TASK
Filter the records down to the lines that hold the word "ConfigRow", and copy each of those lines.

===== RECORDS SHOWN

// Copyright (c) 2024-2026 Martin Schröder <info@swedishembedded.com>
//
// SPDX-License-Identifier: MIT
use axum::extract::{Path, State};
use axum::Json;
use serde_json::{json, Value};

use crate::error::ApiError;
use crate::AppState;

/// GET /sessions
pub async fn list_sessions(State(state): State<AppState>) -> Result<Json<Value>, ApiError> {
    let sessions = state.store.list_sessions()?;
    Ok(Json(json!({ "sessions": sessions })))
}

/// GET /sessions/:id
pub async fn get_session(
    State(state): State<AppState>,
    Path(id): Path<String>,
) -> Result<Json<Value>, ApiError> {
    let session = state
        .store
        .get_session(&id)?
        .ok_or_else(|| ApiError::not_found("session"))?;
    Ok(Json(serde_json::to_value(session).unwrap_or_default()))
}

/// DELETE /sessions/:id — cascades to every child row and closes the
/// session's interactive terminals.
pub async fn delete_session(
    State(state): State<AppState>,
    Path(id): Path<String>,
) -> Result<Json<Value>, ApiError> {
    let deleted = state.store.delete_session(&id)?;
    if !deleted {
        return Err(ApiError::not_found("session"));
    }
    let closed = state.pty.close_session(&id);
    Ok(Json(json!({ "deleted": true, "ptys_closed": closed })))
}

/// GET /sessions/:id/messages — messages with steps, tool calls and
/// attachment metadata expanded for the client.
pub async fn session_messages(
    State(state): State<AppState>,
    Path(id): Path<String>,
) -> Result<Json<Value>, ApiError> {
    if state.store.get_session(&id)?.is_none() {
        return Err(ApiError::not_found("session"));
    }
    let mut out = Vec::new();
    for message in state.store.session_messages(&id)? {
        let steps = state.store.agent_steps_for_message(message.id)?;
        let tool_calls = state.store.tool_calls_for_message(message.id)?;
        let attachments: Vec<Value> = state
            .store
            .attachments_for_message(message.id)?
            .into_iter()
            .map(|a| {
                json!({
                    "id": a.id,
                    "filename": a.filename,
                    "media_type": a.media_type,
                    "width": a.width,
                    "height": a.height,
                    "byte_size": a.byte_size,
                })
            })
            .collect();
        out.push(json!({
            "id": message.id,
            "role": message.role,
            "content": message.content,
            "created_at": message.created_at,
            "steps": steps,
            "tool_calls": tool_calls,
            "attachments": attachments,
        }));
    }
    Ok(Json(json!({ "messages": out })))
}
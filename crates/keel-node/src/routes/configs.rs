// Copyright (c) 2024-2026 Martin Schröder <info@swedishembedded.com>
//
// SPDX-License-Identifier: MIT
use axum::extract::{Path, State};
use axum::Json;
use serde_json::{json, Value};

use keel_store::ConfigUpsert;

use crate::error::ApiError;
use crate::AppState;

/// GET /configs
pub async fn list_configs(State(state): State<AppState>) -> Result<Json<Value>, ApiError> {
    let configs = state.store.list_configs()?;
    Ok(Json(json!({ "configs": configs })))
}

/// GET /configs/:id
pub async fn get_config(
    State(state): State<AppState>,
    Path(id): Path<String>,
) -> Result<Json<Value>, ApiError> {
    let config = state
        .store
        .get_config(&id)?
        .ok_or_else(|| ApiError::not_found("config"))?;
    Ok(Json(serde_json::to_value(config).unwrap_or_default()))
}

/// POST /configs
pub async fn create_config(
    State(state): State<AppState>,
    Json(input): Json<ConfigUpsert>,
) -> Result<Json<Value>, ApiError> {
    if input.name.is_empty() || input.model.is_empty() {
        return Err(ApiError::bad_request("name and model are required"));
    }
    let row = state.store.create_config(&input)?;
    Ok(Json(serde_json::to_value(row).unwrap_or_default()))
}

/// PUT /configs/:id
pub async fn update_config(
    State(state): State<AppState>,
    Path(id): Path<String>,
    Json(input): Json<ConfigUpsert>,
) -> Result<Json<Value>, ApiError> {
    let row = state
        .store
        .update_config(&id, &input)?
        .ok_or_else(|| ApiError::not_found("config"))?;
    Ok(Json(serde_json::to_value(row).unwrap_or_default()))
}

/// DELETE /configs/:id
pub async fn delete_config(
    State(state): State<AppState>,
    Path(id): Path<String>,
) -> Result<Json<Value>, ApiError> {
    if !state.store.delete_config(&id)? {
        return Err(ApiError::not_found("config"));
    }
    Ok(Json(json!({ "deleted": true })))
}
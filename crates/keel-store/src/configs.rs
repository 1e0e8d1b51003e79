// Copyright (c) 2024-2026 Martin Schröder <info@swedishembedded.com>
//
// SPDX-License-Identifier: MIT
use anyhow::Context;
use rusqlite::{params, OptionalExtension, Row};

use crate::rows::{ConfigRow, ConfigUpsert};
use crate::{now, Store};

fn row_to_config(row: &Row<'_>) -> rusqlite::Result<ConfigRow> {
    Ok(ConfigRow {
        id: row.get("id")?,
        name: row.get("name")?,
        api_format: row.get("api_format")?,
        api_key: row.get("api_key")?,
        base_url: row.get("base_url")?,
        model: row.get("model")?,
        temperature: row.get("temperature")?,
        max_tokens: row.get("max_tokens")?,
        max_context_tokens: row.get("max_context_tokens")?,
        is_default: row.get::<_, i64>("is_default")? != 0,
        created_at: row.get("created_at")?,
    })
}

impl Store {
    pub fn create_config(&self, input: &ConfigUpsert) -> anyhow::Result<ConfigRow> {
        let conn = self.lock();
        let id = uuid::Uuid::new_v4().to_string();
        // Only one config may be the default at a time.
        if input.is_default {
            conn.execute("UPDATE configs SET is_default = 0", [])?;
        }
        conn.execute(
            "INSERT INTO configs (id, name, api_format, api_key, base_url, model, temperature, \
             max_tokens, max_context_tokens, is_default, created_at) \
             VALUES (?1, ?2, ?3, ?4, ?5, ?6, ?7, ?8, ?9, ?10, ?11)",
            params![
                id,
                input.name,
                input.api_format.clone().unwrap_or_else(|| "openai_chat".into()),
                input.api_key,
                input.base_url,
                input.model,
                input.temperature.unwrap_or(0.7),
                input.max_tokens.unwrap_or(2000),
                input.max_context_tokens.unwrap_or(0),
                input.is_default as i64,
                now(),
            ],
        )
        .context("inserting config")?;
        drop(conn);
        self.get_config(&id)?
            .context("config vanished after insert")
    }

    pub fn get_config(&self, id: &str) -> anyhow::Result<Option<ConfigRow>> {
        let conn = self.lock();
        let row = conn
            .query_row("SELECT * FROM configs WHERE id = ?1", [id], row_to_config)
            .optional()?;
        Ok(row)
    }

    pub fn get_default_config(&self) -> anyhow::Result<Option<ConfigRow>> {
        let conn = self.lock();
        let row = conn
            .query_row(
                "SELECT * FROM configs WHERE is_default = 1 LIMIT 1",
                [],
                row_to_config,
            )
            .optional()?;
        Ok(row)
    }

    pub fn list_configs(&self) -> anyhow::Result<Vec<ConfigRow>> {
        let conn = self.lock();
        let mut stmt =
            conn.prepare("SELECT * FROM configs ORDER BY is_default DESC, created_at DESC")?;
        let rows = stmt
            .query_map([], row_to_config)?
            .collect::<Result<Vec<_>, _>>()?;
        Ok(rows)
    }

    pub fn update_config(&self, id: &str, input: &ConfigUpsert) -> anyhow::Result<Option<ConfigRow>> {
        {
            let conn = self.lock();
            if input.is_default {
                conn.execute("UPDATE configs SET is_default = 0", [])?;
            }
            let changed = conn.execute(
                "UPDATE configs SET name = ?2, api_format = COALESCE(?3, api_format), \
                 api_key = ?4, base_url = ?5, model = ?6, \
                 temperature = COALESCE(?7, temperature), \
                 max_tokens = COALESCE(?8, max_tokens), \
                 max_context_tokens = COALESCE(?9, max_context_tokens), \
                 is_default = ?10 \
                 WHERE id = ?1",
                params![
                    id,
                    input.name,
                    input.api_format,
                    input.api_key,
                    input.base_url,
                    input.model,
                    input.temperature,
                    input.max_tokens,
                    input.max_context_tokens,
                    input.is_default as i64,
                ],
            )?;
            if changed == 0 {
                return Ok(None);
            }
        }
        self.get_config(id)
    }

    pub fn delete_config(&self, id: &str) -> anyhow::Result<bool> {
        let conn = self.lock();
        let n = conn.execute("DELETE FROM configs WHERE id = ?1", [id])?;
        Ok(n > 0)
    }
}

// ─── Unit tests ──────────────────────────────────────────────────────────────

#[cfg(test)]
mod tests {
    use super::*;

    fn upsert(name: &str, default: bool) -> ConfigUpsert {
        ConfigUpsert {
            name: name.into(),
            api_key: "sk-test".into(),
            model: "gpt-4o".into(),
            is_default: default,
            ..ConfigUpsert::default()
        }
    }

    #[test]
    fn create_and_get_config() {
        let store = Store::open_in_memory().unwrap();
        let created = store.create_config(&upsert("dev", false)).unwrap();
        let fetched = store.get_config(&created.id).unwrap().unwrap();
        assert_eq!(fetched.name, "dev");
        assert_eq!(fetched.api_format, "openai_chat");
        assert_eq!(fetched.max_tokens, 2000);
    }

    #[test]
    fn only_one_default_config() {
        let store = Store::open_in_memory().unwrap();
        let a = store.create_config(&upsert("a", true)).unwrap();
        let b = store.create_config(&upsert("b", true)).unwrap();
        assert!(!store.get_config(&a.id).unwrap().unwrap().is_default);
        assert!(store.get_config(&b.id).unwrap().unwrap().is_default);
        assert_eq!(store.get_default_config().unwrap().unwrap().id, b.id);
    }

    #[test]
    fn update_config_partial_fields_keep_previous() {
        let store = Store::open_in_memory().unwrap();
        let mut input = upsert("dev", false);
        input.temperature = Some(0.1);
        let created = store.create_config(&input).unwrap();

        let mut update = upsert("dev2", false);
        update.temperature = None; // COALESCE keeps 0.1
        let updated = store.update_config(&created.id, &update).unwrap().unwrap();
        assert_eq!(updated.name, "dev2");
        assert!((updated.temperature - 0.1).abs() < 1e-9);
    }

    #[test]
    fn update_missing_config_returns_none() {
        let store = Store::open_in_memory().unwrap();
        assert!(store.update_config("nope", &upsert("x", false)).unwrap().is_none());
    }

    #[test]
    fn delete_config_reports_existence() {
        let store = Store::open_in_memory().unwrap();
        let created = store.create_config(&upsert("gone", false)).unwrap();
        assert!(store.delete_config(&created.id).unwrap());
        assert!(!store.delete_config(&created.id).unwrap());
    }

    #[test]
    fn list_configs_orders_default_first() {
        let store = Store::open_in_memory().unwrap();
        store.create_config(&upsert("plain", false)).unwrap();
        store.create_config(&upsert("main", true)).unwrap();
        let all = store.list_configs().unwrap();
        assert_eq!(all.len(), 2);
        assert!(all[0].is_default);
    }
}
// Copyright (c) 2024-2026 Martin Schröder <info@swedishembedded.com>
//
// SPDX-License-Identifier: Apache-2.0
use std::collections::BTreeMap;
use std::sync::{Arc, OnceLock};

use futures::StreamExt;
use regex::Regex;
use serde_json::json;
use tokio::sync::mpsc;
use tracing::{debug, warn};

use keel_model::{CompletionRequest, Message, ModelClient, ResponseEvent};
use keel_tools::{DispatchResult, ToolContext, ToolDispatcher};

use crate::events::{AgentStep, StepKind};
use crate::stop::StopSignal;

/// Observer for model invocations made by the loop; the runtime installs one
/// that persists LLM-call rows.
pub type CallRecorder = Arc<dyn Fn(u32, &CompletionRequest, &str) + Send + Sync>;

/// Inputs for one run of the reason-act-observe loop.
pub struct ReactRun {
    pub user_input: String,
    /// Prior history as assembled by the context builder.
    pub history: Vec<Message>,
    /// Base system prompt; tool list and scratchpad are appended per
    /// iteration.
    pub base_prompt: String,
    pub model: Arc<dyn ModelClient>,
    pub dispatcher: Arc<ToolDispatcher>,
    pub tool_ctx: ToolContext,
    pub stop: Arc<StopSignal>,
    /// Supply JSON-schema tool definitions so the model can emit native
    /// tool calls in addition to the plain-text protocol.
    pub native_tools: bool,
    pub call_recorder: Option<CallRecorder>,
}

/// Finite-iteration state machine over (model call → emit → tool step).
///
/// Yields a strictly ordered sequence of [`AgentStep`]s through the provided
/// channel.  The loop ends at a final answer, a fatal model error, the stop
/// signal, or the iteration bound (which produces a synthetic answer).
pub struct ReactAgent {
    pub max_iterations: u32,
}

/// Parsed plain-text reply markers.
#[derive(Debug, Default, PartialEq)]
struct Parsed {
    thought: Option<String>,
    action: Option<String>,
    action_input: Option<String>,
    final_answer: Option<String>,
}

#[derive(Default)]
struct PendingToolCall {
    id: String,
    name: String,
    arguments: String,
}

impl ReactAgent {
    pub fn new(max_iterations: u32) -> Self {
        Self {
            max_iterations: max_iterations.max(1),
        }
    }

    pub async fn run(&self, run: ReactRun, tx: mpsc::Sender<AgentStep>) -> anyhow::Result<()> {
        let mut scratchpad: Vec<String> = Vec::new();

        for iteration in 0..self.max_iterations {
            // The stop signal is edge-triggered: between iterations and at
            // every streaming chunk.
            if run.stop.is_set() {
                return Ok(());
            }

            let request = self.build_request(&run, &scratchpad);
            let mut stream = match run.model.stream(request.clone()).await {
                Ok(s) => s,
                Err(e) => {
                    // Model invocation failure is fatal for the turn.
                    let step = AgentStep::new(StepKind::Error, format!("LLM call failed: {e}"))
                        .with_metadata(json!({"iteration": iteration}));
                    let _ = tx.send(step).await;
                    return Ok(());
                }
            };

            let mut full_text = String::new();
            // Reasoning deltas are forwarded as they arrive and accumulated
            // here; the completed block is emitted as one persisted
            // `reasoning` step when the model moves on to its reply.
            let mut reasoning_buf = String::new();
            let mut pending: BTreeMap<u32, PendingToolCall> = BTreeMap::new();
            let mut stopped = false;
            let mut stream_failed = false;
            loop {
                tokio::select! {
                    biased;
                    _ = run.stop.cancelled() => {
                        // Abort the read without waiting for `done`; deltas
                        // received so far have already been forwarded.
                        stopped = true;
                        break;
                    }
                    event = stream.next() => {
                        match event {
                            None => break,
                            Some(Err(e)) => {
                                let step = AgentStep::new(
                                    StepKind::Error,
                                    format!("LLM call failed: {e}"),
                                )
                                .with_metadata(json!({"iteration": iteration}));
                                let _ = tx.send(step).await;
                                stream_failed = true;
                                break;
                            }
                            Some(Ok(ResponseEvent::TextDelta(delta))) => {
                                if !reasoning_buf.is_empty() {
                                    let block = std::mem::take(&mut reasoning_buf);
                                    let step = AgentStep::new(StepKind::Reasoning, block)
                                        .with_metadata(json!({"iteration": iteration}));
                                    if tx.send(step).await.is_err() {
                                        return Ok(());
                                    }
                                }
                                full_text.push_str(&delta);
                                let step = AgentStep::new(StepKind::ContentDelta, delta)
                                    .with_metadata(json!({"iteration": iteration}));
                                if tx.send(step).await.is_err() {
                                    return Ok(());
                                }
                            }
                            Some(Ok(ResponseEvent::ReasoningDelta(delta))) => {
                                reasoning_buf.push_str(&delta);
                                let step = AgentStep::new(StepKind::ReasoningDelta, delta)
                                    .with_metadata(json!({"iteration": iteration}));
                                if tx.send(step).await.is_err() {
                                    return Ok(());
                                }
                            }
                            Some(Ok(ResponseEvent::ToolCallDelta { index, id, name, arguments })) => {
                                let entry = pending.entry(index).or_default();
                                if !id.is_empty() {
                                    entry.id = id.clone();
                                }
                                if !name.is_empty() {
                                    entry.name = name.clone();
                                }
                                entry.arguments.push_str(&arguments);
                                let step = AgentStep::new(StepKind::ToolCallDelta, arguments)
                                    .with_metadata(json!({
                                        "index": index,
                                        "id": id,
                                        "tool": name,
                                        "iteration": iteration,
                                    }));
                                if tx.send(step).await.is_err() {
                                    return Ok(());
                                }
                            }
                            Some(Ok(ResponseEvent::Done)) => break,
                            Some(Ok(ResponseEvent::Error(msg))) => {
                                warn!("model stream warning: {msg}");
                            }
                        }
                    }
                }
            }
            if stopped {
                return Ok(());
            }
            if stream_failed {
                return Ok(());
            }

            // A turn can end while still "thinking" (reasoning-only reply).
            if !reasoning_buf.is_empty() {
                let step = AgentStep::new(StepKind::Reasoning, reasoning_buf)
                    .with_metadata(json!({"iteration": iteration}));
                if tx.send(step).await.is_err() {
                    return Ok(());
                }
            }

            if let Some(recorder) = &run.call_recorder {
                recorder(iteration, &request, &full_text);
            }

            // Native tool calls bypass text parsing; calls without a name
            // cannot be dispatched and are dropped.
            let native_calls: Vec<(String, String)> = pending
                .into_values()
                .filter(|call| !call.name.is_empty())
                .map(|call| (call.name, call.arguments))
                .collect();

            let parsed = parse_reaction(&full_text);

            // A final answer always wins, even when an action is present too.
            if let Some(answer) = parsed.final_answer {
                let step = AgentStep::new(StepKind::Answer, answer).with_metadata(json!({
                    "iterations": iteration + 1,
                    "scratchpad_len": scratchpad.len(),
                }));
                let _ = tx.send(step).await;
                return Ok(());
            }

            if let Some(thought) = &parsed.thought {
                let step = AgentStep::new(StepKind::Thought, thought.clone())
                    .with_metadata(json!({"iteration": iteration}));
                if tx.send(step).await.is_err() {
                    return Ok(());
                }
                scratchpad.push(format!("Thought: {thought}"));
            }

            let actions: Vec<(String, String)> = if !native_calls.is_empty() {
                native_calls
            } else {
                match (&parsed.action, &parsed.action_input) {
                    (Some(action), Some(input)) if !input.is_empty() => {
                        vec![(action.clone(), input.clone())]
                    }
                    _ => Vec::new(),
                }
            };

            if actions.is_empty() {
                if parsed.thought.is_none() && parsed.action.is_none() && !full_text.is_empty() {
                    // Plain reply with no protocol markers: the text is the
                    // answer.
                    let step = AgentStep::new(StepKind::Answer, full_text).with_metadata(json!({
                        "iterations": iteration + 1,
                        "scratchpad_len": scratchpad.len(),
                    }));
                    let _ = tx.send(step).await;
                    return Ok(());
                }
                // The model named a tool without input, or produced only a
                // thought — note it and let the next iteration recover.
                let step = AgentStep::new(StepKind::Thought, "(no action determined)")
                    .with_metadata(json!({"iteration": iteration, "warning": "no_action"}));
                if tx.send(step).await.is_err() {
                    return Ok(());
                }
                continue;
            }

            for (tool_name, tool_input) in actions {
                let action_step = AgentStep::new(
                    StepKind::Action,
                    format!("{tool_name}[{tool_input}]"),
                )
                .with_metadata(json!({
                    "tool": tool_name,
                    "input": tool_input,
                    "iteration": iteration,
                }));
                if tx.send(action_step).await.is_err() {
                    return Ok(());
                }
                scratchpad.push(format!("Action: {tool_name}\nAction Input: {tool_input}"));

                let result = run
                    .dispatcher
                    .dispatch(&tool_name, &tool_input, &run.tool_ctx)
                    .await;
                debug!(tool = %tool_name, ok = result.is_ok(), "tool dispatched");

                match &result {
                    DispatchResult::NotFound(name) => {
                        let message = format!("tool not found: {name}");
                        let step = AgentStep::new(StepKind::Error, message.clone())
                            .with_metadata(json!({"tool": tool_name, "iteration": iteration}));
                        if tx.send(step).await.is_err() {
                            return Ok(());
                        }
                        scratchpad.push(format!("Observation: {message}"));
                    }
                    other => {
                        let text = other.observation_text();
                        let mut metadata = json!({"tool": tool_name, "iteration": iteration});
                        if !other.is_ok() {
                            metadata["error"] = json!(true);
                        }
                        let step = AgentStep::new(StepKind::Observation, text.clone())
                            .with_metadata(metadata);
                        if tx.send(step).await.is_err() {
                            return Ok(());
                        }
                        scratchpad.push(format!("Observation: {text}"));
                    }
                }

                if run.stop.is_set() {
                    return Ok(());
                }
            }
        }

        // Iteration budget exhausted without a final answer.
        let step = AgentStep::new(
            StepKind::Answer,
            "I could not finish within the allowed number of steps. \
             Try rephrasing the request or breaking it into smaller pieces.",
        )
        .with_metadata(json!({
            "iterations": self.max_iterations,
            "max_iterations_reached": true,
        }));
        let _ = tx.send(step).await;
        Ok(())
    }

    /// Re-rendered every iteration because the scratchpad grows.
    fn build_request(&self, run: &ReactRun, scratchpad: &[String]) -> CompletionRequest {
        let tool_lines: Vec<String> = run
            .dispatcher
            .registry()
            .descriptions()
            .into_iter()
            .map(|(name, description)| format!("- {name}: {description}"))
            .collect();
        let system = render_system_prompt(&run.base_prompt, &tool_lines, scratchpad);

        let mut messages = Vec::with_capacity(run.history.len() + 2);
        messages.push(Message::system(system));
        messages.extend(run.history.iter().cloned());
        messages.push(Message::user(&run.user_input));

        let tools = if run.native_tools {
            run.dispatcher
                .registry()
                .schemas()
                .into_iter()
                .map(|s| keel_model::ToolSchema {
                    name: s.name,
                    description: s.description,
                    parameters: s.parameters,
                })
                .collect()
        } else {
            Vec::new()
        };

        CompletionRequest {
            messages,
            tools,
            stream: true,
            ..Default::default()
        }
    }
}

==========

SOLUTION
use crate::rows::{ConfigRow, ConfigUpsert};
fn row_to_config(row: &Row<'_>) -> rusqlite::Result<ConfigRow> {
    Ok(ConfigRow {
    pub fn create_config(&self, input: &ConfigUpsert) -> anyhow::Result<ConfigRow> {
    pub fn get_config(&self, id: &str) -> anyhow::Result<Option<ConfigRow>> {
    pub fn get_default_config(&self) -> anyhow::Result<Option<ConfigRow>> {
    pub fn list_configs(&self) -> anyhow::Result<Vec<ConfigRow>> {
    pub fn update_config(&self, id: &str, input: &ConfigUpsert) -> anyhow::Result<Option<ConfigRow>> {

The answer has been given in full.